Travel Tuesday: Aviation Museums for AvGeeks
If you’re an aviation geek like Daybreak Travel Guru Scott McMurren, there are some museums in Alaska and the Lower 48 you may want to visit.
Although he isn’t a pilot, McMurren’s family has a rich aviation heritage. It’s why he was first interested in visiting The National World War II Museum in New Orleans.
“I was drawn to it because my great uncle flew the B-17s over Germany during World War II,” McMurren said. “And while he was there his brother, my grandfather, was press aide for General Eisenhower for the run-up to D-Day.”

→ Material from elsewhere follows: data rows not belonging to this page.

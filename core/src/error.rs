use thiserror::Error;

#[derive(Debug, Error)]
pub enum IndexError {
    #[error("storage error: {0}")]
    Storage(#[from] sled::Error),
    #[error("codec error: {0}")]
    Codec(#[from] bincode::Error),
    #[error("invalid workspace id {0:?}")]
    InvalidWorkspace(String),
    #[error("operation cancelled")]
    Cancelled,
    #[error("term index space exhausted for workspace {0}")]
    TermIndexExhausted(String),
    #[error("dense store error: {0}")]
    DenseStore(String),
}

pub type Result<T> = std::result::Result<T, IndexError>;

pub(crate) fn validate_workspace(workspace_id: &str) -> Result<()> {
    if workspace_id.is_empty() || workspace_id.contains('\0') {
        return Err(IndexError::InvalidWorkspace(workspace_id.to_string()));
    }
    Ok(())
}
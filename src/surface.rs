//! Outbound interface to the rendering surface (map, layers, markers, popups).
//!
//! The controller owns exactly one [`MapSurface`] per mounted view and is its
//! only caller.  Implementations wrap a real map library; [`crate::recording`]
//! provides an in-memory one.
//!
//! ## Identifiers
//!
//! Sources and layers are addressed by the string ids in [`ids`].  Markers
//! are addressed by the [`MarkerId`] the surface returns from
//! [`MapSurface::add_marker`].

use std::time::Duration;

use serde::{Deserialize, Serialize};
use serde_json::json;

use crate::config::{
    MapOptions, BUILDING_BORDER_WIDTH, BUILDING_FILL_COLOR, BUILDING_FILL_OPACITY,
    FLOOR_PLAN_CORNERS, FLOOR_PLAN_OPACITY,
};
use crate::events::SurfaceEventSink;
use crate::geometry::LngLatBounds;
use crate::types::LatLng;

// ---------------------------------------------------------------------------
// Handles
// ---------------------------------------------------------------------------

/// Surface-assigned marker handle.
#[derive(Debug, Clone, Copy, Hash, Eq, PartialEq, Serialize, Deserialize)]
pub struct MarkerId(pub u64);

impl std::fmt::Display for MarkerId {
    fn fmt(&self, f: &mut std::fmt::Formatter<'_>) -> std::fmt::Result {
        write!(f, "marker#{}", self.0)
    }
}

/// Where the surface is mounted (element id, window handle name, …).
#[derive(Debug, Clone, Hash, Eq, PartialEq)]
pub struct ContainerId(String);

impl ContainerId {
    pub fn new(id: impl Into<String>) -> Self {
        Self(id.into())
    }

    pub fn as_str(&self) -> &str {
        &self.0
    }
}

// ---------------------------------------------------------------------------
// Sources and layers
// ---------------------------------------------------------------------------

/// Source and layer identifiers.
pub mod ids {
    pub const BUILDING_OUTLINE_SOURCE: &str = "building-outline";
    pub const BUILDING_FILL_LAYER: &str = "building-fill";
    pub const BUILDING_BORDER_LAYER: &str = "building-border";

    pub const FLOOR_PLAN_SOURCE: &str = "floor-plan";
    pub const FLOOR_PLAN_LAYER: &str = "floor-plan-layer";
}

#[derive(Debug, Clone, PartialEq, Serialize, Deserialize)]
#[serde(tag = "type", rename_all = "snake_case")]
pub enum SourceSpec {
    /// GeoJSON feature or feature collection.
    Geojson { data: serde_json::Value },
    /// Raster image pinned to four corners (TL, TR, BR, BL).
    Image {
        url: String,
        coordinates: [LatLng; FLOOR_PLAN_CORNERS],
    },
}

#[derive(Debug, Clone, Copy, PartialEq, Eq, Serialize, Deserialize)]
#[serde(rename_all = "snake_case")]
pub enum LayerKind {
    Fill,
    Line,
    Raster,
}

#[derive(Debug, Clone, PartialEq, Serialize, Deserialize)]
pub struct LayerSpec {
    pub id: String,
    pub kind: LayerKind,
    pub source: String,
    pub paint: serde_json::Value,
}

impl LayerSpec {
    pub fn building_fill() -> Self {
        Self {
            id: ids::BUILDING_FILL_LAYER.into(),
            kind: LayerKind::Fill,
            source: ids::BUILDING_OUTLINE_SOURCE.into(),
            paint: json!({
                "fill-color": BUILDING_FILL_COLOR,
                "fill-opacity": BUILDING_FILL_OPACITY,
            }),
        }
    }

    pub fn building_border() -> Self {
        Self {
            id: ids::BUILDING_BORDER_LAYER.into(),
            kind: LayerKind::Line,
            source: ids::BUILDING_OUTLINE_SOURCE.into(),
            paint: json!({
                "line-color": BUILDING_FILL_COLOR,
                "line-width": BUILDING_BORDER_WIDTH,
            }),
        }
    }

    pub fn floor_plan() -> Self {
        Self {
            id: ids::FLOOR_PLAN_LAYER.into(),
            kind: LayerKind::Raster,
            source: ids::FLOOR_PLAN_SOURCE.into(),
            paint: json!({
                "raster-opacity": FLOOR_PLAN_OPACITY,
                "raster-fade-duration": 0,
            }),
        }
    }
}

// ---------------------------------------------------------------------------
// Markers and camera
// ---------------------------------------------------------------------------

#[derive(Debug, Clone, PartialEq)]
pub enum MarkerKind {
    /// Library default pin in the given colour.
    Pin { color: String },
    /// Clickable element showing `icon_url`, `size` px square.
    Icon { icon_url: String, size: u32 },
}

#[derive(Debug, Clone, PartialEq)]
pub struct PopupSpec {
    pub text: String,
    /// Vertical offset from the marker anchor, px.
    pub offset: u32,
}

#[derive(Debug, Clone, PartialEq)]
pub struct MarkerSpec {
    pub position: LatLng,
    pub kind: MarkerKind,
    /// Popup toggled by clicking the marker.
    pub popup: Option<PopupSpec>,
}

#[derive(Debug, Clone, Copy, PartialEq)]
pub struct FlyTo {
    pub center: LatLng,
    pub zoom: f64,
    pub duration: Duration,
}

// ---------------------------------------------------------------------------
// Errors
// ---------------------------------------------------------------------------

#[derive(Debug, thiserror::Error)]
pub enum SurfaceError {
    #[error("map surface could not be created in '{container}': {reason}")]
    Create { container: String, reason: String },
}

// ---------------------------------------------------------------------------
// Traits
// ---------------------------------------------------------------------------

/// Imperative map API.  Calls on missing ids are no-ops.
pub trait MapSurface {
    fn add_source(&mut self, id: &str, source: SourceSpec);
    fn remove_source(&mut self, id: &str);
    fn has_source(&self, id: &str) -> bool;

    fn add_layer(&mut self, layer: LayerSpec);
    fn remove_layer(&mut self, id: &str);
    fn has_layer(&self, id: &str) -> bool;

    fn fit_bounds(&mut self, bounds: LngLatBounds, padding_px: u32, max_zoom: f64);
    /// Instant pan, zoom unchanged.
    fn set_center(&mut self, center: LatLng);
    fn fly_to(&mut self, camera: FlyTo);

    fn add_marker(&mut self, marker: MarkerSpec) -> MarkerId;
    fn remove_marker(&mut self, id: MarkerId);
    fn set_marker_position(&mut self, id: MarkerId, position: LatLng);
    fn set_marker_icon(&mut self, id: MarkerId, icon_url: &str);

    /// Opening/closing reports back through the sink given at construction.
    fn open_popup(&mut self, id: MarkerId);
    fn close_popup(&mut self, id: MarkerId);
    fn is_popup_open(&self, id: MarkerId) -> bool;

    /// Release the underlying map instance.
    fn destroy(self);
}

/// Builds surfaces.  The controller calls this once per initialisation.
pub trait SurfaceFactory {
    type Surface: MapSurface;

    fn create(
        &mut self,
        container: &ContainerId,
        options: &MapOptions,
        events: SurfaceEventSink,
    ) -> Result<Self::Surface, SurfaceError>;
}
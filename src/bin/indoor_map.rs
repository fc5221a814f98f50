//! indoor-map headless binary
//!
//! Loads a building from a cartography dataset file, mounts the map
//! controller on the in-memory recording surface, applies the requested
//! floor / search / selection, and prints what the UI would show plus the
//! surface operations it took to get there.
//!
//! ## Configuration (flags > env / TOML via `config` crate)
//!
//! | Key                       | Default   | Description                          |
//! |---------------------------|-----------|--------------------------------------|
//! | `INDOOR_MAP_DATASET`      | –         | Dataset JSON (required)              |
//! | `INDOOR_MAP_BUILDING_ID`  | `7033`    | Building to load                     |
//! | `INDOOR_MAP_FLOOR`        | first     | Floor id, or `all`                   |
//! | `INDOOR_MAP_SEARCH`       | –         | Search text (debounced)              |
//! | `INDOOR_MAP_SELECT`       | –         | POI id selected from the list        |
//! | `INDOOR_MAP_CLICK`        | –         | POI id whose map marker is clicked   |

use std::path::PathBuf;
use std::sync::Arc;

use anyhow::{bail, Context, Result};
use clap::Parser;
use serde::Deserialize;

use indoor_map::{
    config::{BUILDING_ID, SEARCH_DEBOUNCE},
    types::{BuildingId, FloorId, PoiId},
    ui, BuildingLoader, BuildingStore, CartographyDataset, ContainerId, MapController,
    RecordingFactory, SearchDebouncer,
};

// ---------------------------------------------------------------------------
// CLI
// ---------------------------------------------------------------------------

#[derive(Parser, Debug)]
#[command(name = "indoor-map", about = "Indoor building map (headless)", version)]
struct Args {
    /// Optional settings file (TOML)
    #[arg(long, env = "INDOOR_MAP_CONFIG")]
    config: Option<PathBuf>,

    /// Cartography dataset (JSON)
    #[arg(long)]
    dataset: Option<PathBuf>,

    /// Building to load
    #[arg(long)]
    building_id: Option<BuildingId>,

    /// Floor id to select, or "all"
    #[arg(long)]
    floor: Option<String>,

    /// Search text
    #[arg(long)]
    search: Option<String>,

    /// Select a POI from the list
    #[arg(long)]
    select: Option<PoiId>,

    /// Click a POI's map marker
    #[arg(long)]
    click: Option<PoiId>,

    /// Print the surface operation journal
    #[arg(long)]
    journal: bool,

    /// Log filter directive
    #[arg(long, env = "INDOOR_MAP_LOG", default_value = "indoor_map=debug")]
    log: String,
}

/// File / environment layer under the flags.
#[derive(Debug, Default, Deserialize)]
#[serde(default)]
struct Settings {
    dataset: Option<PathBuf>,
    building_id: Option<BuildingId>,
    floor: Option<String>,
    search: Option<String>,
    select: Option<PoiId>,
    click: Option<PoiId>,
}

fn load_settings(path: Option<&PathBuf>) -> Result<Settings> {
    let mut builder = config::Config::builder();
    if let Some(path) = path {
        builder = builder.add_source(config::File::from(path.as_path()).required(true));
    }
    let settings = builder
        .add_source(config::Environment::with_prefix("INDOOR_MAP").try_parsing(true))
        .build()
        .context("reading settings")?;
    settings
        .try_deserialize()
        .context("invalid settings")
}

fn parse_floor(raw: &str) -> Result<Option<FloorId>> {
    if raw.eq_ignore_ascii_case("all") {
        return Ok(None);
    }
    raw.parse()
        .map(Some)
        .with_context(|| format!("floor must be an id or 'all', got '{raw}'"))
}

// ---------------------------------------------------------------------------
// Entry point
// ---------------------------------------------------------------------------

#[tokio::main]
async fn main() -> Result<()> {
    let args = Args::parse();

    // Initialise logging
    tracing_subscriber::fmt()
        .with_env_filter(
            tracing_subscriber::EnvFilter::from_default_env().add_directive(args.log.parse()?),
        )
        .with_writer(std::io::stderr)
        .init();

    let settings = load_settings(args.config.as_ref())?;

    let Some(dataset) = args.dataset.or(settings.dataset) else {
        bail!("no dataset given (--dataset or INDOOR_MAP_DATASET)");
    };
    let building_id = args.building_id.or(settings.building_id).unwrap_or(BUILDING_ID);
    let floor = args.floor.or(settings.floor);
    let search = args.search.or(settings.search);
    let select = args.select.or(settings.select);
    let click = args.click.or(settings.click);

    let _span = tracing::info_span!("indoor-map", building_id).entered();
    tracing::info!("dataset {}", dataset.display());

    let client = Arc::new(
        CartographyDataset::from_path(&dataset)
            .await
            .with_context(|| format!("loading dataset {}", dataset.display()))?,
    );

    let store = Arc::new(BuildingStore::new());
    let mut map = MapController::attach(store.clone(), RecordingFactory::new().ready_on_create());
    let journal = map.factory().journal();
    map.mount(ContainerId::new("map"));

    // Load
    let loader = BuildingLoader::new(client, store.clone());
    let loaded = loader.spawn(building_id).join().await;
    map.process();
    if let Err(e) = loaded {
        println!("{}", ui::app_view(&store));
        return Err(e).context("building load failed");
    }

    // Sidebar interactions
    if let Some(raw) = floor {
        store.set_selected_floor_id(parse_floor(&raw)?);
        map.process();
    }

    if let Some(text) = search {
        let debouncer = SearchDebouncer::new(store.clone());
        debouncer.input(text);
        while debouncer.is_pending() {
            tokio::time::sleep(SEARCH_DEBOUNCE / 4).await;
        }
        map.process();
    }

    if let Some(poi_id) = select {
        store.set_selected_poi_id(Some(poi_id));
        map.process();
    }

    // Map interaction
    if let Some(poi_id) = click {
        match (map.marker_for_poi(poi_id), map.surface_mut()) {
            (Some(marker), Some(surface)) => surface.click_marker(marker),
            _ => tracing::warn!("POI {} has no marker on the map", poi_id),
        }
        map.process();
    }

    // Output
    println!("{}", ui::app_view(&store));
    println!();
    print!("{}", ui::floor_selector(&store));
    println!();
    print!("{}", ui::poi_list(&store));

    if args.journal {
        println!();
        println!("Surface operations:");
        for op in journal.ops() {
            println!("  {op:?}");
        }
    }

    map.unmount();
    Ok(())
}
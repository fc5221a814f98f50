//! `MapController` – keeps one rendering surface a function of store state.
//!
//! ## Lifecycle
//!
//! ```text
//!                 mount + building           surface Loaded
//!  Uninitialized ──────────────────► Initializing ───────────► Ready
//!        ▲                                 │                     │
//!        └──── unmount / building cleared / building replaced ───┘
//! ```
//!
//! Store changes and surface notifications are queued as [`MapEvent`]s and
//! applied by [`MapController::process`], one at a time, each handler reading
//! fresh state from the store.  Nothing touches layers or markers before
//! `Loaded`; everything that arrives earlier is applied in one sync on the
//! ready transition.
//!
//! ## Selection
//!
//! Store → map: the selected POI's popup opens, every other popup closes, the
//! camera flies to the POI.  Map → store: a popup opening selects its POI, a
//! popup closing clears the selection if it still points at that POI.  Both
//! directions are idempotent, so the echo of one side's change stops at the
//! other.

use std::collections::HashMap;
use std::sync::Arc;

use log::{debug, info, warn};

use crate::config::{
    MapOptions, BOUNDS_PADDING_DEGREES, BOUNDS_PADDING_PX, FLOOR_PLAN_CORNERS, MAX_ZOOM,
    POI_FLY_TO_DURATION, POI_FLY_TO_ZOOM,
};
use crate::events::{EventQueue, MapEvent, SurfaceEvent, SurfaceEventSink};
use crate::geometry::{building_outline, floor_plan_coordinates, padded_bounds};
use crate::markers::{building_marker, poi_marker, MarkerIcons};
use crate::store::{BuildingStore, StoreEvent, SubscriptionId};
use crate::surface::{
    ids, ContainerId, FlyTo, LayerSpec, MapSurface, MarkerId, SourceSpec, SurfaceFactory,
};
use crate::types::{Building, BuildingId, FloorId, LatLng, Poi, PoiCategory, PoiId};

/// Minimum corners for an outline polygon.
const OUTLINE_MIN_CORNERS: usize = 3;

#[derive(Debug, Clone, Copy, PartialEq, Eq)]
pub enum Phase {
    Uninitialized,
    Initializing,
    Ready,
}

/// Map events a store change implies.
pub fn map_events_for(event: &StoreEvent) -> &'static [MapEvent] {
    use MapEvent::*;
    match event {
        StoreEvent::BuildingChanged => &[BuildingChanged],
        StoreEvent::FloorsChanged => &[FloorChanged],
        StoreEvent::SelectedFloorChanged => &[FloorChanged, PoiSetChanged],
        StoreEvent::PoisChanged
        | StoreEvent::CategoriesChanged
        | StoreEvent::SearchQueryChanged => &[PoiSetChanged],
        StoreEvent::SelectedPoiChanged => &[SelectionChanged],
        StoreEvent::DataLoaded | StoreEvent::Reset => &[
            BuildingChanged,
            FloorChanged,
            PoiSetChanged,
            SelectionChanged,
        ],
        StoreEvent::LoadingChanged | StoreEvent::ErrorChanged => &[],
    }
}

The New Orleans museum includes a full-scale B-17 hanging from the ceiling, along with several other WWII-era planes.
McMurren also recommends these museums:
Museum of Flight – Seattle, Washington: There’s a Concorde there, the old AF1 (that JFK traveled on) and the Space Shuttle Trainer, which takes up a whole building. There’s also a replica of the first Boeing workshops.
Paul Allen’s Flying Heritage Museum – Everett, Oregon: 25 miles north of Seattle, it has a great collection of warbirds from WWI and WWII. While you’re out there, be sure and go on the Boeing Factory Tour at the other side of the runway.
Evergreen Air & Space Museum – McMinnville, Oregon: South of Portland, it’s home to the huge Spruce Goose, a plane so big they had to park it and build the building around it. Also on display is the supersonic SR-71 Blackbird. The founder of the museum, Del Smith, was a helicopter pilot, so you’ll find plenty of choppers on display.
The Smithsonian Air & Space Museum – Washington, D.C.: A treasure trove of aviation heritage. You’ll find the X-15 rocket-powered aircraft alongside Lindbergh’s Spirit of St. Louis. There’s also the Mercury space capsule that carried John Glenn into orbit, along with a replica of Amelia Earhart’s plane that was lost over the Pacific.
Alaska Aviation Heritage Museum – Lake Hood, Alaska: It features some of the first planes that flew in Alaska, several of which have been restored. You can’t miss it, as outside the museum sits an Alaska Airlines 737 and fighter jet.